Kristi Burton Brown

Deanna Loveland: young musician, model, and fashion designer takes a stand for life

Kristi Burton Brown
By Kristi Burton Brown

July 12, 2012 ( - Deanna Loveland, of Gianna Records, is a powerful young woman. In her twenties, Deanna exudes passion and joy in the midst of an incredible display of talent.

Deanna first became known for her musical abilities and performances. She has performed for a wide variety of audiences – including local churches, private events at Jerry Bruckheimer’s estate, and the Premier Iglesia Bautista in Mexico. Deanna is well-loved for her signature ability: playing both the harp and piano simultaneously while singing.

At the tender age of five, Deanna began to play piano by ear, and she soon progressed to the harp and violin. She took her gifts even farther by pursuing singing and songwriting. When I met Deanna – when she was just fourteen – it was clear that this girl had a quiet confidence about her. Deanna shares:

I guess I was one of those children that was born with a mission and never doubted what I was going to do/be when I grew up.

Deanna’s latest album – Inner Perfection – was released in January of this year, and she is traveling this summer to promote it.

For me ‘Inner Perfection’ wasn’t just about who I am as an artist … I think it exposes my passion to see others set free from whatever limitations they’ve had on their life. Whether it’s something as simple as peer pressure to be average or something more serious like an addiction or self-harm, it’s a box people don’t have to be in. With these songs I kinda wanted to say ‘hey, you can always rise above it and live your fullest potential.

Several years after beginning her music career, Deanna began to model and also came upon the fashion scene, revealing her own unique line: The Loveland Collection. She explains:

Fashion has always been more of a hobby for me. Started sewing when I was about nine and did more designing and embroidery as a teenager. I always kept it on the back burner knowing I would use it eventually.

I’m really known right now for doing custom work.  I love doing formal things for weddings or special events and there’s nothing like having a dress custom sewn to fit.

I’ve followed Deanna’s career for years – since we met in 2003. It came to my attention that she has chosen to donate a portion of her proceeds to a pregnancy resource center and to a home for women. Deanna’s choices in giving and in the words of her songs speak a timely message to today’s women: Life is valuable. Women matter. Babies ought to be given every chance to live. Women are precious just as they are.

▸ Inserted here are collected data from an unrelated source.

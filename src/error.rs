//! Error handling for sensor log processing.
//!
//! Distinguishes fatal format errors on the source identifier, line-level
//! data errors inside a log, and failures of the tabular sink and the
//! calibration utilities.

use std::path::PathBuf;
use thiserror::Error;

#[derive(Error, Debug)]
pub enum SensorLogError {
    #[error("IO error: {0}")]
    Io(#[from] std::io::Error),

    #[error("Polars error: {0}")]
    Polars(#[from] polars::error::PolarsError),

    #[error("Input not found at path: {path}")]
    InputNotFound { path: PathBuf },

    #[error("Invalid source name: {path} - {reason}")]
    InvalidSourceName { path: PathBuf, reason: String },

    #[error("Invalid date '{value}' in source name: {path}")]
    InvalidSourceDate {
        path: PathBuf,
        value: String,
        #[source]
        source: chrono::ParseError,
    },

    #[error("Invalid capture time '{value}' in source name: {path}")]
    InvalidSourceTime {
        path: PathBuf,
        value: String,
        #[source]
        source: chrono::ParseError,
    },

    #[error("Invalid clock time on line {line_number}: '{line}'")]
    InvalidClockTime {
        line_number: usize,
        line: String,
        #[source]
        source: chrono::ParseError,
    },

    #[error("Malformed {field} value '{value}' on line {line_number}: '{line}'")]
    MalformedField {
        line_number: usize,
        field: &'static str,
        value: String,
        line: String,
    },

    #[error("Extraction failed for file: {path} - {source}")]
    ExtractionFailed {
        path: PathBuf,
        #[source]
        source: Box<SensorLogError>,
    },

    #[error("Output failed for file: {path} - {reason}")]
    OutputFailed { path: PathBuf, reason: String },

    #[error("Required column '{column}' not found in table: {path}")]
    MissingColumn { path: PathBuf, column: String },

    #[error("Not enough rows to fit model: need at least {needed}, found {found}")]
    InsufficientData { needed: usize, found: usize },

    #[error("Least-squares system is singular: {reason}")]
    SingularSystem { reason: String },

    #[error("No input log files matched: {pattern}")]
    NoInputFiles { pattern: String },

    #[error("Configuration error: {message}")]
    Configuration { message: String },

    #[error("Processing interrupted: {reason}")]
    ProcessingInterrupted { reason: String },
}

impl SensorLogError {
    /// Attach the source file to an error raised while traversing it
    pub fn in_file(self, path: impl Into<PathBuf>) -> Self {
        match self {
            already @ Self::ExtractionFailed { .. } => already,
            other => Self::ExtractionFailed {
                path: path.into(),
                source: Box::new(other),
            },
        }
    }

    /// True for errors that describe the content of the input rather than
    /// the environment (I/O, sink)
    pub fn is_input_error(&self) -> bool {
        match self {
            Self::InvalidSourceName { .. }
            | Self::InvalidSourceDate { .. }
            | Self::InvalidSourceTime { .. }
            | Self::InvalidClockTime { .. }
            | Self::MalformedField { .. } => true,
            Self::ExtractionFailed { source, .. } => source.is_input_error(),
            _ => false,
        }
    }
}

pub type Result<T> = std::result::Result<T, SensorLogError>;
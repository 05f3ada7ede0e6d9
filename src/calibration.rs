//! Calibration utilities for the ultrasonic range channel.
//!
//! Fits environmental models from a measured table and applies them to
//! raw distances the way the firmware does.

mod compensation;
mod fitting;
mod regression;

pub use compensation::{
    CompensationModel, DistanceCoefficients, RangeCompensator, SpeedCoefficients,
    raw_to_time_of_flight,
};
pub use fitting::{
    CalibrationSample, DistanceFit, DistanceFitMetrics, DistancePrediction, SpeedOfSoundFit,
    load_samples,
};
pub use regression::{LeastSquaresFit, least_squares, r_squared};
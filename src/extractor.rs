//! Single-pass extraction of records from one device-monitor log.
//!
//! Lines are read in file order, trimmed, classified and fed to a
//! [`RecordBuilder`]. Any fatal condition aborts the whole file; there is no
//! partial output.

use crate::builder::RecordBuilder;
use crate::classifier::{IgnoreReason, LineClassifier, LineKind};
use crate::config::ExtractorConfig;
use crate::error::{Result, SensorLogError};
use crate::models::{ExtractionStats, Record, SourceStamp};
use crate::source::parse_source_stamp;
use chrono::NaiveDate;
use std::fs::File;
use std::io::{BufRead, BufReader};
use std::path::Path;
use tracing::{debug, warn};

/// Records and statistics produced from one log
#[derive(Debug, Clone)]
pub struct Extraction {
    pub records: Vec<Record>,
    pub stats: ExtractionStats,
}

/// Drives classification and record building over a line stream
#[derive(Debug, Clone, Default)]
pub struct LogExtractor {
    classifier: LineClassifier,
}

impl LogExtractor {
    pub fn new(config: &ExtractorConfig) -> Self {
        Self {
            classifier: LineClassifier::from_config(config),
        }
    }

    /// Extract a log file, taking the calendar date from its name
    pub fn extract_file(&self, path: &Path) -> Result<(SourceStamp, Extraction)> {
        if !path.exists() {
            return Err(SensorLogError::InputNotFound {
                path: path.to_path_buf(),
            });
        }

        let stamp = parse_source_stamp(path)?;
        let file = File::open(path)?;
        let extraction = self
            .extract_reader(BufReader::new(file), stamp.date)
            .map_err(|e| e.in_file(path))?;

        debug!(
            "Extracted {} records from {} (captured at {})",
            extraction.records.len(),
            path.display(),
            stamp.capture_time
        );

        Ok((stamp, extraction))
    }

    /// Extract from any buffered reader; every record is stamped with `date`.
    ///
    /// `BufRead::lines` only yields complete lines, so a fragment is never
    /// classified before it has been read in full.
    pub fn extract_reader<R: BufRead>(&self, reader: R, date: NaiveDate) -> Result<Extraction> {
        let mut builder = RecordBuilder::new(date);
        let mut stats = ExtractionStats::default();

        for (index, line) in reader.lines().enumerate() {
            let line = line?;
            self.process_line(&mut builder, &mut stats, line.trim(), index + 1)?;
        }

        Ok(Self::finish(builder, stats))
    }

    /// Extract from lines already held in memory
    pub fn extract_lines<'a, I>(&self, lines: I, date: NaiveDate) -> Result<Extraction>
    where
        I: IntoIterator<Item = &'a str>,
    {
        let mut builder = RecordBuilder::new(date);
        let mut stats = ExtractionStats::default();

        for (index, line) in lines.into_iter().enumerate() {
            self.process_line(&mut builder, &mut stats, line.trim(), index + 1)?;
        }

        Ok(Self::finish(builder, stats))
    }

    fn finish(builder: RecordBuilder, mut stats: ExtractionStats) -> Extraction {
        let records = builder.finish();
        stats.records_emitted = records.len();
        stats.empty_records = records.iter().filter(|r| r.is_empty()).count();

        if stats.fragments_dropped > 0 {
            warn!(
                "{} readouts appeared before the first timestamp and were dropped",
                stats.fragments_dropped
            );
        }

        Extraction { records, stats }
    }

    fn process_line(
        &self,
        builder: &mut RecordBuilder,
        stats: &mut ExtractionStats,
        line: &str,
        line_number: usize,
    ) -> Result<()> {
        stats.total_lines += 1;

        let fragment = match self.classifier.classify(line, line_number)? {
            LineKind::Ignorable(reason) => {
                match reason {
                    IgnoreReason::Blank => stats.blank_lines += 1,
                    IgnoreReason::Separator => stats.separator_lines += 1,
                    IgnoreReason::ExcludedChannel => stats.excluded_lines += 1,
                }
                return Ok(());
            }
            LineKind::Timestamp { time, rest } => {
                stats.timestamp_lines += 1;
                builder.on_timestamp(time);
                if rest.is_empty() {
                    return Ok(());
                }
                rest
            }
            LineKind::Fragment(text) => {
                stats.fragment_lines += 1;
                text
            }
        };

        let outcome = builder.on_data_fragment(fragment, line_number)?;
        stats.fragments_dropped += outcome.dropped;
        stats.fields_written += outcome.written.len();
        stats.fields_overwritten += outcome.overwritten.len();

        if !outcome.overwritten.is_empty() {
            debug!(
                "Line {}: overwrote {:?} on the current record",
                line_number, outcome.overwritten
            );
        }

        Ok(())
    }
}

This is just the sort of message that we need to hear from the music, modeling, and fashion worlds. Deanna graciously granted me an interview that gives us insight into the heart of a young woman striving to make a difference in the lives of her generation.

Perhaps my favorite thing about Deanna is that she has set an example as a celebrity who chooses to give to truly pro-life, pro-women organizations. She personally knows people from Mercy Ministries and The Pregnancy Resource Center of Danville, Kentucky. Deanna has taken the responsibility to make sure her money goes to organizations that help women choose life – for themselves and their children. In our interview, she gives advice for others on how to choose a truly pro-life organization to give to.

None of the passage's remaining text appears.